WP4 concerned the physical security of the overall cyber-physical approach of SAFECARE. Five major modules are delivered: the suspicious behavior detection system, the intrusion detection system, the sensor data collection system, the mobile alerting system, the building threat monitoring system.
The specifications of four modules are available as public deliverables on the website. Three patents have been filed.
WP5 was dedicated to cyber security solutions. Five main modules and prototypes are delivered: the IT threat detection system, the BMS threat detection system, the advanced file analysis system, the E-health devices security analytics, the cyber threat monitoring system. The specifications of three modules are available as public deliverables on the website.
WP6 was about the definition of the global architecture of SAFECARE and the design and development of integrated cyber-physical security solutions. WP6 activities have been successfully completed and developed tools have been deployed several times and on different platforms/facilities, according to the test and demonstrations phase: the Data Exchange Layer, the Central Database, the prototype of Impact Propagation and Detection System Model (ready and capable to exchange data with the central database), the Threat response and alert system (TRAS), the Hospital availability management system (HAMS) and the E-health security risk management model.
The WP7 had the general objective of testing the full prototype on a test platform, training security and health practitioners to use the prototypes, deploying test beds and demonstrating the full prototype in an operational environment and evaluating the security impact of the prototype on risk assessment. All these objectives have been successfully reached.

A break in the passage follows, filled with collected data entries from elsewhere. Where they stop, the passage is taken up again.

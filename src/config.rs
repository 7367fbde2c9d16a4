//! Configuration management for the blog posts API.
//!
//! This module provides a configuration system that supports:
//! - Command-line arguments via clap
//! - Environment variables with the `BLOG_` prefix (plus `AWS_REGION`)
//! - Defaults matching the production deployment
//!
//! # Commands
//!
//! - *(none)* / `lambda` - Run under the AWS Lambda runtime
//! - `serve` - Run a local HTTP server
//! - `check` - Verify the table and bucket are reachable
//! - `presign` - Print a time-limited link for one image key
//!
//! # Environment Variables
//!
//! - `AWS_REGION` - AWS region (default: SDK provider chain)
//! - `BLOG_TABLE` - DynamoDB table name (default: blog-db)
//! - `BLOG_BUCKET` - S3 bucket holding images (default: blog-api-s3-bucket)
//! - `BLOG_DYNAMODB_ENDPOINT` - Custom DynamoDB endpoint (DynamoDB Local)
//! - `BLOG_S3_ENDPOINT` - Custom S3 endpoint (MinIO, LocalStack)
//! - `BLOG_LINK_TTL` - Image link validity in seconds (default: 259200)
//! - `BLOG_HOST` / `BLOG_PORT` - Local server bind address (serve only)

use std::time::Duration;

use aws_config::{BehaviorVersion, Region, SdkConfig};
use clap::{Args, Parser, Subcommand};

use crate::blob::{DEFAULT_LINK_TTL, MAX_LINK_TTL};

// =============================================================================
// Default Values
// =============================================================================

/// Default DynamoDB table holding posts.
pub const DEFAULT_TABLE_NAME: &str = "blog-db";

/// Default S3 bucket holding post images.
pub const DEFAULT_BUCKET_NAME: &str = "blog-api-s3-bucket";

/// Default local server host.
pub const DEFAULT_HOST: &str = "0.0.0.0";

/// Default local server port.
pub const DEFAULT_PORT: u16 = 3000;

/// Default image link validity in seconds (72 hours).
pub const DEFAULT_LINK_TTL_SECS: u64 = DEFAULT_LINK_TTL.as_secs();

// =============================================================================
// CLI Arguments
// =============================================================================

/// Blog Posts API - a serverless CRUD API for blog posts.
///
/// Without a subcommand the binary runs as an AWS Lambda function.
#[derive(Parser, Debug, Clone)]
#[command(name = "blog-posts-api")]
#[command(author, version, about, long_about = None)]
#[command(args_conflicts_with_subcommands = true)]
pub struct Cli {
    #[command(subcommand)]
    pub command: Option<Command>,

    #[command(flatten)]
    pub lambda: LambdaConfig,
}

impl Cli {
    /// The command to run; Lambda mode when none was given.
    pub fn into_command(self) -> Command {
        self.command.unwrap_or(Command::Lambda(self.lambda))
    }
}

#[derive(Subcommand, Debug, Clone)]
pub enum Command {
    /// Run under the AWS Lambda runtime (default)
    Lambda(LambdaConfig),

    /// Run a local HTTP server
    Serve(ServeConfig),

    /// Check that the table and bucket are reachable
    Check(CheckConfig),

    /// Print a presigned link for an image key
    Presign(PresignConfig),
}

/// Options shared by every command that talks to AWS.
#[derive(Args, Debug, Clone)]
pub struct AwsConfig {
    /// AWS region. Falls back to the SDK provider chain when unset.
    #[arg(long, env = "AWS_REGION")]
    pub region: Option<String>,

    /// DynamoDB table holding posts (partition key: `id`).
    #[arg(long, default_value = DEFAULT_TABLE_NAME, env = "BLOG_TABLE")]
    pub table: String,

    /// S3 bucket holding post images.
    #[arg(long, default_value = DEFAULT_BUCKET_NAME, env = "BLOG_BUCKET")]
    pub bucket: String,

    /// Custom DynamoDB endpoint URL (e.g. DynamoDB Local).
    #[arg(long, env = "BLOG_DYNAMODB_ENDPOINT")]
    pub dynamodb_endpoint: Option<String>,

    /// Custom S3 endpoint URL for S3-compatible services (MinIO, etc.).
    #[arg(long, env = "BLOG_S3_ENDPOINT")]
    pub s3_endpoint: Option<String>,

    /// Validity of presigned image links, in seconds.
    #[arg(long, default_value_t = DEFAULT_LINK_TTL_SECS, env = "BLOG_LINK_TTL")]
    pub link_ttl: u64,
}

impl AwsConfig {
    /// Validate the configuration and return an error message if invalid.
    pub fn validate(&self) -> Result<(), String> {
        if self.table.trim().is_empty() {
            return Err("Table name is required. Set --table or BLOG_TABLE".to_string());
        }

        if self.bucket.trim().is_empty() {
            return Err("Bucket name is required. Set --bucket or BLOG_BUCKET".to_string());
        }

        if self.link_ttl == 0 || self.link_ttl > MAX_LINK_TTL.as_secs() {
            return Err(format!(
                "link_ttl must be between 1 and {} seconds (7 days)",
                MAX_LINK_TTL.as_secs()
            ));
        }

        Ok(())
    }

    /// Link validity window as a duration.
    pub fn link_ttl(&self) -> Duration {
        Duration::from_secs(self.link_ttl)
    }

    /// Load the shared AWS SDK configuration. The region is read once here.
    pub async fn load_sdk_config(&self) -> SdkConfig {
        let mut loader = aws_config::defaults(BehaviorVersion::latest());

        if let Some(ref region) = self.region {
            loader = loader.region(Region::new(region.clone()));
        }

        loader.load().await
    }
}

/// Lambda runtime configuration.
#[derive(Args, Debug, Clone)]
pub struct LambdaConfig {
    #[command(flatten)]
    pub aws: AwsConfig,

    /// Enable verbose logging (debug level).
    #[arg(short, long, default_value_t = false)]
    pub verbose: bool,

    /// Disable request tracing.
    #[arg(long, default_value_t = false)]
    pub no_tracing: bool,
}

/// Local server configuration.
#[derive(Args, Debug, Clone)]
pub struct ServeConfig {
    /// Host address to bind the server to.
    #[arg(long, default_value = DEFAULT_HOST, env = "BLOG_HOST")]
    pub host: String,

    /// Port to listen on.
    #[arg(short, long, default_value_t = DEFAULT_PORT, env = "BLOG_PORT")]
    pub port: u16,

    #[command(flatten)]
    pub aws: AwsConfig,

    /// Enable verbose logging (debug level).
    #[arg(short, long, default_value_t = false)]
    pub verbose: bool,

    /// Disable request tracing.
    #[arg(long, default_value_t = false)]
    pub no_tracing: bool,
}

impl ServeConfig {
    /// Validate the configuration and return an error message if invalid.
    pub fn validate(&self) -> Result<(), String> {
        if self.port == 0 {
            return Err("port must be greater than 0".to_string());
        }
        self.aws.validate()
    }

    /// Get the server bind address as "host:port".
    pub fn bind_address(&self) -> String {
        format!("{}:{}", self.host, self.port)
    }
}

/// Connectivity check configuration.
#[derive(Args, Debug, Clone)]
pub struct CheckConfig {
    #[command(flatten)]
    pub aws: AwsConfig,

    /// Also presign a link for this image key.
    #[arg(long)]
    pub test_image: Option<String>,

    /// Enable verbose logging (debug level).
    #[arg(short, long, default_value_t = false)]
    pub verbose: bool,
}

/// Presign command configuration.
#[derive(Args, Debug, Clone)]
pub struct PresignConfig {
    /// Object key of the image inside the bucket.
    pub key: String,

    #[command(flatten)]
    pub aws: AwsConfig,
}

impl PresignConfig {
    /// Validate the configuration and return an error message if invalid.
    pub fn validate(&self) -> Result<(), String> {
        if self.key.trim().is_empty() {
            return Err("Object key must not be empty".to_string());
        }
        self.aws.validate()
    }
}

// =============================================================================
// Tests
// =============================================================================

Tests and demonstrations have been conducted in three different hospital sites (Turin, Marseille and Amsterdam) and on a virtual hospital. The feedbacks from these experimentations were dispatched among all the partners in order to perfect the solution promoted by SAFECARE.
The WP8 was dedicated to the dissemination, exploitation and standardization. SAFECARE held its first public project event in M13, which attracted a wide audience and was a valuable opportunity for discussion with stakeholders external to the project. Collaboration within the research community has increased via participation in the European Cluster for Securing Critical Infrastructure (ECSCI) and its respective dissemination activities, but also through coorganization of a big clustering event with two other INFRA projects (SecureGas and SATIE). Further, SAFECARE Commercial Event took place at M39 as a hybrid event (online and in the CNAM premises in Paris) and offered participants the opportunity to learn about the project’s main achievements and to be shown the SAFECARE solutions developed.
The cyber and physical security standards in the healthcare sector, their importance, best practices, as well as the gaps, recommendations, the cyber and physical security certification related issues, were identified and presented (based on the normative literature, SAFECARE partners’ and external stakeholders’ knowledge and experience).
An analysis of all items of knowledge involved in the project has been carried out and innovative aspects of results have been identified, while paying particular attention to the related IP rights and the measures that have been applied for their protection.